Appropriate way to delete NonJavaThread objects?
Liu, Xin
xxinliu at amazon.com
Thu Apr 8 06:56:09 UTC 2021
Hi, Hotspot developers,
I have a question about NonJavaThread destructor. Currently, there are
some NonJavaThread subclasses. Here is a simple class hierarchy.
Thread
NonJavaThrea
NamedThread
WorkerThread
VMThread
WatcherThread
JfrThreadSampler
I found some subclasses of NonJavaThread disallow
destruction. Eg. VMThread and WatcherThread simply abort.
// No destruction allowed
~VMThread() {
guarantee(false, "VMThread deletion must fix the race with VM termination");
}
Is it absolutely no resource leak if we skip ~Thread()? I know
Linux/FreeBSD guarantee to reclaim anything when a process is
terminated, but is it true for other platforms?
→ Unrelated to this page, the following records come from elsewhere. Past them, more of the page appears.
use criterion::{black_box, criterion_group, criterion_main, BenchmarkId, Criterion};
use weave_core::{Atom, AtomId, SiteId, VersionVector, Weave};

/// A root with `count` concurrent children spread over four sites.
fn siblings(count: u64) -> Vec<Atom<u64>> {
    let root = AtomId::new(SiteId(0), 0);
    let mut atoms = vec![Atom::root(root, 0)];
    for i in 0..count {
        atoms.push(Atom::child(AtomId::new(SiteId((i % 4) as u32 + 1), i / 4 + 1), root, i));
    }
    atoms
}

/// A single chain, the shape of uninterrupted typing.
fn chain(count: u64) -> Vec<Atom<u64>> {
    let mut atoms = vec![Atom::root(AtomId::new(SiteId(1), 0), 0)];
    for i in 1..=count {
        atoms.push(Atom::child(AtomId::new(SiteId(1), i), AtomId::new(SiteId(1), i - 1), i));
    }
    atoms
}

fn bench_insert(c: &mut Criterion) {
    let mut group = c.benchmark_group("insert");
    for count in [100u64, 1_000, 5_000] {
        let wide = siblings(count);
        group.bench_with_input(BenchmarkId::new("siblings", count), &wide, |b, atoms| {
            b.iter(|| {
                let mut weave = Weave::new();
                black_box(weave.insert_batch(atoms.iter().cloned()))
            })
        });

        let deep = chain(count);
        group.bench_with_input(BenchmarkId::new("chain", count), &deep, |b, atoms| {
            b.iter(|| {
                let mut weave = Weave::new();
                black_box(weave.insert_batch(atoms.iter().cloned()))
            })
        });
    }
    group.finish();
}

fn bench_delta(c: &mut Criterion) {
    let mut weave = Weave::new();
    weave.insert_batch(siblings(5_000));
    let peer: VersionVector = [(SiteId(0), 0), (SiteId(1), 600), (SiteId(3), 1_200)]
        .into_iter()
        .collect();
    c.bench_function("delta_for/5000", |b| b.iter(|| black_box(weave.delta_for(&peer))));
}

criterion_group!(benches, bench_insert, bench_delta);
criterion_main!(benches);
Putting aside resource leak, I don't think all NonJavaThread
subclasses necessarily have same lifecycle of JVM. Current
NonJavaThread implementation seems to inhibit from complete
destruction. eg. JfrThreadSampler uses the following approach to
delete itself.
void JfrThreadSampler::post_run() {
this->NonJavaThread::post_run();
delete this;
}
I think this code is correct, but it is fragile because
NonJavaThread::post_run() nullifies Thread::clear_thread_current()
before Thread::~Thread(). "delete this" will hit the assertion of
Thread::current() at this statement.
// osthread() can be NULL, if creation of thread failed.
if (osthread() != NULL) os::free_thread(osthread())
Does it matter if we ignore all destructions of NonJavaThread objects?
If the answer is no, is there an appropriate way to delete them?